On the subject of trying to find love as an autistic person I think it is challenging with the social difficulties we can often face. Personally I find it incredibly hard to make friends and talk to people in person because my anxiety overwhelms me. I also never know what to say and I try to stick to a script but I always end up saying something awkward or rude. I’ve never been on a date before but one day I would like to because I do want to find someone to spend my life with. The thought of it right now though is way too terrifying and I think I would just run away as soon as I got there lol. I have an autism support worker who helps me with understanding all things social and I’ve learnt a lot over these past few years working with her which has helped me be able to socialise online and keep up a conversation. My goal for the future is to make a friend that I can go places with and have fun with. I haven’t had a friend in person for a very long time and I only go out with my parents, my sister or my nan. Having a friend would be super cool and maybe one day I could have a romantic relationship with someone, who knows. I have two sisters so I have often feel pressure to copy them and be like them but it’s impossible to do so because I’m not like them at all. They both got into romantic relationships so easy and they made friends so easily too and then there’s me sitting at home with my parents playing Pokémon and watching Star Wars 🤣 I just can’t understand how they have done it!! I don’t think it’s something that will ever be easy for me but I don’t think it’s impossible for me to achieve. I’ve just got to meet the right person who understands me and accepts me and is preferably autistic as well who I can be myself around and don’t feel pressure to mask around. I would like to think there is someone like that out there for me.
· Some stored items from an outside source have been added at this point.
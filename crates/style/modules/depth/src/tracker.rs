use crate::{DepthAware, compute_depth};
use style_tree::NodeView;
use tracing::debug;

/// Event that makes a depth-aware node recompute its depth.
#[derive(Clone, Copy, Debug, PartialEq, Eq, Hash)]
pub enum DepthTrigger {
    StyleChanged,
    Parented,
    EnteredTree,
}

/// Remembers the last depth a node was notified of.
#[derive(Clone, Copy, Debug, Default, PartialEq, Eq)]
pub struct DepthTracker {
    last: Option<usize>,
}

impl DepthTracker {
    #[inline]
    pub const fn new() -> Self {
        Self { last: None }
    }

    /// Last notified depth. `None` until the first computation.
    #[inline]
    pub const fn last(&self) -> Option<usize> {
        self.last
    }

    /// Recompute and return the new depth if it differs from the last one.
    ///
    /// The first computation always counts as a change. Nodes without a
    /// depth tag never change.
    pub fn update<V: NodeView>(
        &mut self,
        view: &V,
        node: V::Handle,
        trigger: DepthTrigger,
    ) -> Option<usize> {
        let depth = compute_depth(view, node)?;
        if self.last == Some(depth) {
            return None;
        }
        debug!(?trigger, previous = ?self.last, depth, "depth changed");
        self.last = Some(depth);
        Some(depth)
    }

    /// Recompute and notify `target` on change. Returns whether it was notified.
    pub fn check_changes<V: NodeView, A: DepthAware + ?Sized>(
        &mut self,
        view: &V,
        node: V::Handle,
        trigger: DepthTrigger,
        target: &mut A,
    ) -> bool {
        let Some(depth) = self.update(view, node, trigger) else {
            return false;
        };
        target.on_depth_changed(depth);
        true
    }

    /// Forget the last depth, e.g. after the node leaves the tree.
    #[inline]
    pub fn reset(&mut self) {
        self.last = None;
    }
}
Overall I think it was a really good show and I loved all the autistics who were in it and I would encourage people to give it a watch. I know some autistics don’t like the show but I think it’s important to remember that some autistic people might describe themselves and their experiences in a way that other autistics might not agree with. We just have to accept that we can all choose to identify in the way we wish and we can all describe our own experiences in the way we wish to also. There were some things that autistics and parents in the show said that I didn’t necessarily agree with myself but that doesn’t mean it’s wrong, it just means we have different opinions and have different experiences. I don’t think there was anything horrible said in the show and I think it gave a voice to a lot of autistics and shared a lot of great information about autism and what it’s like to be autistic. Autism is a disability and it’s not easy and it’s okay to say that. It doesn’t mean you have to be ashamed, it’s okay to struggle and still be proud to be autistic. Let me know what you thought of the show if you’ve seen it!